** TASK **
Quote exactly and only this range of lines in the data below: the line that holds "pub enum SettingsError" to the line that holds "pub fn kind(&self)", both included.

......

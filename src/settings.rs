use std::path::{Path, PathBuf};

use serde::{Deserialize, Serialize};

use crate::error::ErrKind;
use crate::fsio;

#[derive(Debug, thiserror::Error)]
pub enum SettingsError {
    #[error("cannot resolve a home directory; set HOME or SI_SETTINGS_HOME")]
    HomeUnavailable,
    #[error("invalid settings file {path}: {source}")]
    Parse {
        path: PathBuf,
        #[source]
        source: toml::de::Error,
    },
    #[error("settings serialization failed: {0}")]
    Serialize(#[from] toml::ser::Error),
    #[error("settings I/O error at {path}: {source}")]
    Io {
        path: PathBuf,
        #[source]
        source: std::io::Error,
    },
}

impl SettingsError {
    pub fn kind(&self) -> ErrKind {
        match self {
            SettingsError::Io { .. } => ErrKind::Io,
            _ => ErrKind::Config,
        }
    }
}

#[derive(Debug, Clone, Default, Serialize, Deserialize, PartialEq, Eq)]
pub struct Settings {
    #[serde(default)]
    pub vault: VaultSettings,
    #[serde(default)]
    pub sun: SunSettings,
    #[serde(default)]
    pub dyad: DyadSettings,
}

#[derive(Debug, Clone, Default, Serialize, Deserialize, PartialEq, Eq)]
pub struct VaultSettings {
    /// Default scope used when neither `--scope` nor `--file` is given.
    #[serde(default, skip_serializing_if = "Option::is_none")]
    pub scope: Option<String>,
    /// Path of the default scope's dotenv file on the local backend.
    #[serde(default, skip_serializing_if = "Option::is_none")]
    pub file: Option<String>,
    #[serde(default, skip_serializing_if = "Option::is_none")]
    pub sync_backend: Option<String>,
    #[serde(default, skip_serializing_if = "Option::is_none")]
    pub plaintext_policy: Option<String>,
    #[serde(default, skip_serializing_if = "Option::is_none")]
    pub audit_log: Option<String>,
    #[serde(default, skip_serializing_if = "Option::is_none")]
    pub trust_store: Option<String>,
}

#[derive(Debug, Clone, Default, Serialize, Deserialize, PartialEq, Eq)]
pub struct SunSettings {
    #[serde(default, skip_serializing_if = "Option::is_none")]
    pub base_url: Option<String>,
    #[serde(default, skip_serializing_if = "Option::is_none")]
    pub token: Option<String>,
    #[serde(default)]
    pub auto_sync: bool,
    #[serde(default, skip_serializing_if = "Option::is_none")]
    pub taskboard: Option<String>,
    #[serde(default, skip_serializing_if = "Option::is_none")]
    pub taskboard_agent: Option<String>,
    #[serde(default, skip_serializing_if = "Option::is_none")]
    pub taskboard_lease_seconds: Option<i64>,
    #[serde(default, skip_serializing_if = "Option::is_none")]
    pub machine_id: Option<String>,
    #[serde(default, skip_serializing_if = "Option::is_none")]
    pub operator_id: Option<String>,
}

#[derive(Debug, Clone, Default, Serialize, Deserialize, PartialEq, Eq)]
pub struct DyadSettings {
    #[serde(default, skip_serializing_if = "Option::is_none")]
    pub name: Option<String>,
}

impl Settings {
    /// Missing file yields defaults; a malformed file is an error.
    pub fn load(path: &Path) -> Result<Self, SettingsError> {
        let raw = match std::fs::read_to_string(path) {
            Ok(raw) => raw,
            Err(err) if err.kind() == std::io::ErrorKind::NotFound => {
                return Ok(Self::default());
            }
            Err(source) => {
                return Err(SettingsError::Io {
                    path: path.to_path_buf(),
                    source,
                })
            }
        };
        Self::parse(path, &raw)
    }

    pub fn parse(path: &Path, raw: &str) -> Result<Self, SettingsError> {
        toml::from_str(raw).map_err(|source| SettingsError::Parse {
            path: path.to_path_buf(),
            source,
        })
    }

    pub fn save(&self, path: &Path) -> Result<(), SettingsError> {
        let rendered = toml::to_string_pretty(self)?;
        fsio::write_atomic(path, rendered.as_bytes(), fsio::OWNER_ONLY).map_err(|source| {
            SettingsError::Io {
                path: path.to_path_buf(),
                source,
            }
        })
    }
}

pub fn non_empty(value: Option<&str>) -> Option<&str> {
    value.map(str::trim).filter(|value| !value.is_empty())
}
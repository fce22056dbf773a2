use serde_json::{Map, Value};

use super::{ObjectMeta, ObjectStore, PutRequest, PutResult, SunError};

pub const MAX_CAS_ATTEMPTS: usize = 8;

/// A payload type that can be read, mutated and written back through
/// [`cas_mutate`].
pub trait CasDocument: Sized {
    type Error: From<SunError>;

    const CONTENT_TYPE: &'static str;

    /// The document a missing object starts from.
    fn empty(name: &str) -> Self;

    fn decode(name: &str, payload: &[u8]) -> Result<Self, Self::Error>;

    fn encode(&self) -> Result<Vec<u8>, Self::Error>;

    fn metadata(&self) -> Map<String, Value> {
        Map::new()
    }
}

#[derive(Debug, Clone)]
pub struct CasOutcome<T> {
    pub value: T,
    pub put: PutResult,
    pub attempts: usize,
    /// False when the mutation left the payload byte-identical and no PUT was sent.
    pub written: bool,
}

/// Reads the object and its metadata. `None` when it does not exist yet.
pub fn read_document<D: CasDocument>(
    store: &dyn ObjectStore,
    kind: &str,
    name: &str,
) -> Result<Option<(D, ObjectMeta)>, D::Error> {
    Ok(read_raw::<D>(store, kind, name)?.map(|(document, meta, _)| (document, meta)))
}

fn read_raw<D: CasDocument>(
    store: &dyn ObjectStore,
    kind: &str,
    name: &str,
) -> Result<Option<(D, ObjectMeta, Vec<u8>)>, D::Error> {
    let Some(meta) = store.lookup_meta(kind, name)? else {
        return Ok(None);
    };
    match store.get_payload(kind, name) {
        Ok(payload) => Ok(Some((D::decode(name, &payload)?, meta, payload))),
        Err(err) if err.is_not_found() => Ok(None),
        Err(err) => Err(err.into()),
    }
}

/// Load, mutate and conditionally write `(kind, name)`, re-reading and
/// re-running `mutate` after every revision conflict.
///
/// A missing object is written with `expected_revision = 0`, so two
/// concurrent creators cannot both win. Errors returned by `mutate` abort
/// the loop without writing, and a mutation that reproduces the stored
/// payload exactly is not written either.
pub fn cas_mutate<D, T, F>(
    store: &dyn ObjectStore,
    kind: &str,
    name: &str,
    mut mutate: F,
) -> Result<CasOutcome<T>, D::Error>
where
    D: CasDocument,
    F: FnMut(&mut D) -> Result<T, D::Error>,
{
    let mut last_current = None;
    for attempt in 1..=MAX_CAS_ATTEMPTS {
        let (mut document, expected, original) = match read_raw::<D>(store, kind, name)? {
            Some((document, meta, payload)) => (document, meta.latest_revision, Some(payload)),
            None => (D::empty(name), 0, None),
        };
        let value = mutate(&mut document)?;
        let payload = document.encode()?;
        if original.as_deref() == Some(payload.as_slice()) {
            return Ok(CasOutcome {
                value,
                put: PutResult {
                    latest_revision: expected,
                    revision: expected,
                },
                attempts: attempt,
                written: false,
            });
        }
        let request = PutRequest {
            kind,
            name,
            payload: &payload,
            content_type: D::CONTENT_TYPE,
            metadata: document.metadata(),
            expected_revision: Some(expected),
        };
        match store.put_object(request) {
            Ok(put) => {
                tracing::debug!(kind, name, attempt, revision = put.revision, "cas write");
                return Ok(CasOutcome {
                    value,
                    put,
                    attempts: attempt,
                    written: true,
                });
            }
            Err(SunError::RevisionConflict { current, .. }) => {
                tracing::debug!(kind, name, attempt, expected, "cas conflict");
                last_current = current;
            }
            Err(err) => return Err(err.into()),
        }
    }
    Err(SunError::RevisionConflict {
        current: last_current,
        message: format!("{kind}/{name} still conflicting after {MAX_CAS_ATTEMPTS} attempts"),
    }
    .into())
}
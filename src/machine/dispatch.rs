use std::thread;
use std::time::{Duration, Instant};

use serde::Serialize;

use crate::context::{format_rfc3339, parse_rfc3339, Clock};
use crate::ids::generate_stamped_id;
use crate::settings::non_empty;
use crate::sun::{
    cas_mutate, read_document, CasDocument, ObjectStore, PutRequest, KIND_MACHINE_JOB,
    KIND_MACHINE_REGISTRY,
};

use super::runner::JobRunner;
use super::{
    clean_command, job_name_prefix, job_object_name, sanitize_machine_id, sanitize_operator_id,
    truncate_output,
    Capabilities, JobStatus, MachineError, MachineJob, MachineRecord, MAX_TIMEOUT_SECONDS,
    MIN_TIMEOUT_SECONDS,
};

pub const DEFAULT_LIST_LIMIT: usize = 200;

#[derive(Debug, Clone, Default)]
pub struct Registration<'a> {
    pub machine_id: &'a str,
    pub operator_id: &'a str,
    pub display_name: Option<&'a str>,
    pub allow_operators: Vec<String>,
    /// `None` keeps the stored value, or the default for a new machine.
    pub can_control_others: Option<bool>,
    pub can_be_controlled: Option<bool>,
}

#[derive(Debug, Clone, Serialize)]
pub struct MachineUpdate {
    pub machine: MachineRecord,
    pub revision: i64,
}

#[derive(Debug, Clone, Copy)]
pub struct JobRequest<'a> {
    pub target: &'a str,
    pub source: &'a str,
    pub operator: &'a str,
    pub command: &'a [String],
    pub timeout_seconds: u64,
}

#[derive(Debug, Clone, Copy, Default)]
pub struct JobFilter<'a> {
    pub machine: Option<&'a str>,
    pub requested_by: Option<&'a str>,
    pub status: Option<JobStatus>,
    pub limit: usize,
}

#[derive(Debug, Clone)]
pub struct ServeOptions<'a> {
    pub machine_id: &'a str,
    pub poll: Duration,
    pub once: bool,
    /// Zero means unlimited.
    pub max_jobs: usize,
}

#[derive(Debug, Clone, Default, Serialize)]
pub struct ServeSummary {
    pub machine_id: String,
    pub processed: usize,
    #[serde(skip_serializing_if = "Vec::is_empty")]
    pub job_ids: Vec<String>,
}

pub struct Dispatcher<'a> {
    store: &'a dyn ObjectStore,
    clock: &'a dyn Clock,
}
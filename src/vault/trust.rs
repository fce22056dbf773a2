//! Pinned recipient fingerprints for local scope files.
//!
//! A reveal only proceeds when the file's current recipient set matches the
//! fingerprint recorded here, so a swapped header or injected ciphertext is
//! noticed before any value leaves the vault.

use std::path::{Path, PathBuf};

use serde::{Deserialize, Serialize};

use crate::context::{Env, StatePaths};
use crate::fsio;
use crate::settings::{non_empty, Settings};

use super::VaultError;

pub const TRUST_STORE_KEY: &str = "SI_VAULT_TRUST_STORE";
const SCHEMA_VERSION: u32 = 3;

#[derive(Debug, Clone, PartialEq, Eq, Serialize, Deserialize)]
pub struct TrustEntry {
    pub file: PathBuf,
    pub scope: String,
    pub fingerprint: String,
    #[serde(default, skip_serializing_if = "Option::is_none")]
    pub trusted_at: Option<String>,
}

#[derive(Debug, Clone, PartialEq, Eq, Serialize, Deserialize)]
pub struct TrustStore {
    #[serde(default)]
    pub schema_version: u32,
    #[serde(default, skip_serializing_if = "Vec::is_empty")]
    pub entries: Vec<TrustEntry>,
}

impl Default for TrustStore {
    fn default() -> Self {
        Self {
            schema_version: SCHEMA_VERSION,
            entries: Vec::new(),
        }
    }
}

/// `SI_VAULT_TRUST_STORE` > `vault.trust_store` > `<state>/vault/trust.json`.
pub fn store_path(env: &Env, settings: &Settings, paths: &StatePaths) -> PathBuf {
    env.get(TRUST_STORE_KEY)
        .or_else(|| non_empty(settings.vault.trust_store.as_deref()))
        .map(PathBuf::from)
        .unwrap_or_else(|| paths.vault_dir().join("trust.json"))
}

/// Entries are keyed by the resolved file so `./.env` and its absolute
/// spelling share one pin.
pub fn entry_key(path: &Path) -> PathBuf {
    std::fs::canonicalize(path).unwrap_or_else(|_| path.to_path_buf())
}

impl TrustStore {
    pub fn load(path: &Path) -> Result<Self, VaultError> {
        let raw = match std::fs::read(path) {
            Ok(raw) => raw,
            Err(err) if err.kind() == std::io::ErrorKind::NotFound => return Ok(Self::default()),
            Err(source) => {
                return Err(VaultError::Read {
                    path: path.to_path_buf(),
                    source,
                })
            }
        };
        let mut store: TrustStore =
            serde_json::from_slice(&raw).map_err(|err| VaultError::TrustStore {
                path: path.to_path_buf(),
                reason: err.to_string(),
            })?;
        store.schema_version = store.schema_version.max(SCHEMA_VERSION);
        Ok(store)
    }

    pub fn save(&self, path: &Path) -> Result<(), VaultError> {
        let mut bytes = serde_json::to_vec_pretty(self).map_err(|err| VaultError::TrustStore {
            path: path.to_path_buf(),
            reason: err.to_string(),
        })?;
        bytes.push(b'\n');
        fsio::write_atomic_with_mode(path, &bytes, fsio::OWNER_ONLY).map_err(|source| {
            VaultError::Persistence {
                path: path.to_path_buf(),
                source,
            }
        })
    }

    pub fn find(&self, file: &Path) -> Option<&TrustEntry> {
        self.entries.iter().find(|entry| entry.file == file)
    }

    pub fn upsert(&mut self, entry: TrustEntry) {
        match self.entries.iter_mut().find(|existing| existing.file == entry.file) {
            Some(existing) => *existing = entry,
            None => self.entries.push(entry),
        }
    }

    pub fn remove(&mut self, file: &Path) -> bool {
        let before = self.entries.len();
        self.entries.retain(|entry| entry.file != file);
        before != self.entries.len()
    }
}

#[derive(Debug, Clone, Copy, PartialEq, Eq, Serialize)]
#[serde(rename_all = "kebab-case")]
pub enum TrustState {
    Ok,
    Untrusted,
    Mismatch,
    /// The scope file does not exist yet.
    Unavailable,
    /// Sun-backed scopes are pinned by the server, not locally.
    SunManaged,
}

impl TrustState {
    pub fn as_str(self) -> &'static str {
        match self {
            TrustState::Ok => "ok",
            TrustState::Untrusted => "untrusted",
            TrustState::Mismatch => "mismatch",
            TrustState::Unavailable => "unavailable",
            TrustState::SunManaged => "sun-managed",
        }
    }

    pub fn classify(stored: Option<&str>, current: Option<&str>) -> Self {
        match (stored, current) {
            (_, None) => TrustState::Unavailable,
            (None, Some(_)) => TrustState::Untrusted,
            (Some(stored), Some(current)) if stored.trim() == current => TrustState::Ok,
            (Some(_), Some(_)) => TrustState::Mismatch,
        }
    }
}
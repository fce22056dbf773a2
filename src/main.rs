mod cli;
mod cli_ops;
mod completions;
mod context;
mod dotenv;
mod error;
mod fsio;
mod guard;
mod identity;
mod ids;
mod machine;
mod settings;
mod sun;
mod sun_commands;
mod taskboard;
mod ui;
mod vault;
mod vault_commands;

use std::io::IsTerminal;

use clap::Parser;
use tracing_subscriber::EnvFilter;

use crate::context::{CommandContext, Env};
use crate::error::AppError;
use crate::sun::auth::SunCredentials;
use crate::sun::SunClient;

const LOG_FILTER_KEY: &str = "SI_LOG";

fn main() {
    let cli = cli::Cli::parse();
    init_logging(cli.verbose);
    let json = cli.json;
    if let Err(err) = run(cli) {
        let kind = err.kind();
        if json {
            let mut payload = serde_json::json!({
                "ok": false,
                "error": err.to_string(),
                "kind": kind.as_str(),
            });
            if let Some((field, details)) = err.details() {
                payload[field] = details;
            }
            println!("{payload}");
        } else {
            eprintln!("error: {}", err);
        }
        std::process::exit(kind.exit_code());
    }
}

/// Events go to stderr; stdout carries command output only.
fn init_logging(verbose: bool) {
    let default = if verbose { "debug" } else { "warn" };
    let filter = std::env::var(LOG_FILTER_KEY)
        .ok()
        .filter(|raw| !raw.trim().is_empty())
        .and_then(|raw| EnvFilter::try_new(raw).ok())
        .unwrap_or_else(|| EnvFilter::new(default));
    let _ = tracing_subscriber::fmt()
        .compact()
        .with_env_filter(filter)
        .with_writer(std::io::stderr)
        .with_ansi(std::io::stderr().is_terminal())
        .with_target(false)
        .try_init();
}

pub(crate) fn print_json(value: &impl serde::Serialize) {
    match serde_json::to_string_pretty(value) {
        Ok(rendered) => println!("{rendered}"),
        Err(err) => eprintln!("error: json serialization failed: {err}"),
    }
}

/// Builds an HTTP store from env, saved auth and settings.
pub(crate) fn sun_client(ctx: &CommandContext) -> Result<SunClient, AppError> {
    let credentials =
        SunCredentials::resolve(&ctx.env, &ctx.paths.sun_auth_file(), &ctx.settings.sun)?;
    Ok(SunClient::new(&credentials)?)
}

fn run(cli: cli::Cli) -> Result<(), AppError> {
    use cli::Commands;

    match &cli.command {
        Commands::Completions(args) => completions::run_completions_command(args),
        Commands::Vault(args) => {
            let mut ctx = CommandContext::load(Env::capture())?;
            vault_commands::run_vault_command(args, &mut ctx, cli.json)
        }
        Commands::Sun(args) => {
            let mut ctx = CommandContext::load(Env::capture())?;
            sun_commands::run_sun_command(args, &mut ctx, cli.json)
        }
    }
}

......

** RESULT OF THE EXERCISE **
pub enum SettingsError {
    #[error("cannot resolve a home directory; set HOME or SI_SETTINGS_HOME")]
    HomeUnavailable,
    #[error("invalid settings file {path}: {source}")]
    Parse {
        path: PathBuf,
        #[source]
        source: toml::de::Error,
    },
    #[error("settings serialization failed: {0}")]
    Serialize(#[from] toml::ser::Error),
    #[error("settings I/O error at {path}: {source}")]
    Io {
        path: PathBuf,
        #[source]
        source: std::io::Error,
    },
}

impl SettingsError {
    pub fn kind(&self) -> ErrKind {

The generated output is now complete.